Your messages are assigned point values based on the characters they contain. Common characters, as judged against the database of existing messages, are worth less point, uncommon ones more. Your message will only be published if it contains exclusively valid dictionary words. Of course, there is an arbitrary but just-big-enough character limit.
You can’t just see whatever content you desire. The average point score of your last x messages is taken, and only content with similar scores is displayed to you. Do you try your best to get in with the thesauruses, or will you be content shitposting with the scorelets?
A global digital space for people is fine and all, but it puts pressure on the participants to uniquely identify themselves. This isn’t much of an issue when the network is small. For a network of seven billion people though, collisions become more likely. Your minority status doesn’t mean anything, for you a million others. Many share your tragic past, your hobbies, your quirks. You’re not so special, and yet you need to be unique. An arms race for freaks, forcing people to change things about themselves to stay ahead of the curve. If someone assumes your identity, they might as well be you.

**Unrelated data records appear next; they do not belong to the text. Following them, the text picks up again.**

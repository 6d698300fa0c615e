/*
 * Copyright (C) 2020 Oakes, Gregory <gregoryoakes@fastmail.com>
 * Author: Oakes, Gregory <gregory.oakes@fastmail.com>
 *
 * This program is free software: you can redistribute it and/or modify
 * it under the terms of the GNU Affero General Public License as
 * published by the Free Software Foundation, either version 3 of the
 * License, or (at your option) any later version.
 *
 * This program is distributed in the hope that it will be useful,
 * but WITHOUT ANY WARRANTY; without even the implied warranty of
 * MERCHANTABILITY or FITNESS FOR A PARTICULAR PURPOSE.  See the
 * GNU Affero General Public License for more details.
 *
 * You should have received a copy of the GNU Affero General Public License
 * along with this program.  If not, see <http://www.gnu.org/licenses/>.
 */

use std::{env, process};

use warp::Filter;

use hanviet::{app, db, seed, Error, DEFAULT_DATABASE_URL};

const DEFAULT_FRONTEND_URL: &'static str = "http://localhost:5173";
const DEFAULT_PORT: u16 = 3000;

#[tokio::main]
async fn main() {
    tracing_subscriber::fmt::init();
    if let Err(e) = run().await {
        tracing::error!("server failed to start: {}", e);
        process::exit(1);
    }
}

async fn run() -> Result<(), Error> {
    let db_url = env::var("DATABASE_URL").unwrap_or_else(|_| DEFAULT_DATABASE_URL.to_string());
    let db_pool = db::create_pool(db_url.as_str())?;
    db::init_db(&db_pool).await?;

    if env::var("ENABLE_AUTO_SEED").map_or(false, |v| v == "true") {
        seed::auto_seed(&db_pool).await;
    }

    let frontend_url =
        env::var("FRONTEND_URL").unwrap_or_else(|_| DEFAULT_FRONTEND_URL.to_string());
    let cors = warp::cors()
        .allow_origin(frontend_url.as_str())
        .allow_headers(vec!["authorization", "content-type"])
        .allow_methods(vec!["GET", "POST", "PUT", "DELETE"]);

    let port = env::var("PORT")
        .ok()
        .and_then(|p| p.parse().ok())
        .unwrap_or(DEFAULT_PORT);

    let route = app(db_pool, None).await?.with(cors);
    tracing::info!("listening on port {}", port);
    warp::serve(route).run(([0, 0, 0, 0], port)).await;
    Ok(())
}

“structurally maximizing individuality”
Connecting the world led to gradually increasing monoculture. Subtle at first, and Great Firewalls definitely slowed the process down. But it was inevitable. Technology spread, network effects in overdrive, if you weren’t wired in you were cut out. And if you were wired in then, well, that was your culture.
A lot of value was lost.
Ideologies fell left and right, until only the one remained. A single worldview worldwide. This converging of reward functions boosted progress to unforeseen heights. When everyone agrees on what’s best, there’s nothing left but to do it.
“structurally subsuming individuality”
It started out noxious enough. The most on-the-nose offensive content shooting to the top day in day out. Most people got tired of it at that point, but a small few continued disliking content as it dripped in. They weren’t even enthusiasts, rather a fairly average group of users, and the diverse set of tastes that comes with that.
It took some time, but the lowest-rated content changed from raw gore to dissenting opinions to people trying to out-do each other in a game of hate-me-too. They would write about the things they did today, or were planning to do tomorrow. Outsider content was no longer detestable enough, you had to generate something yourself.
The platform got in the news, police got involved, admins took it down. But if a site ever allows you to sort by most disliked, give it a go, who knows what you may find.
“non-positive ‘like’ mechanisms”
Disallowing replying to people who replied to you.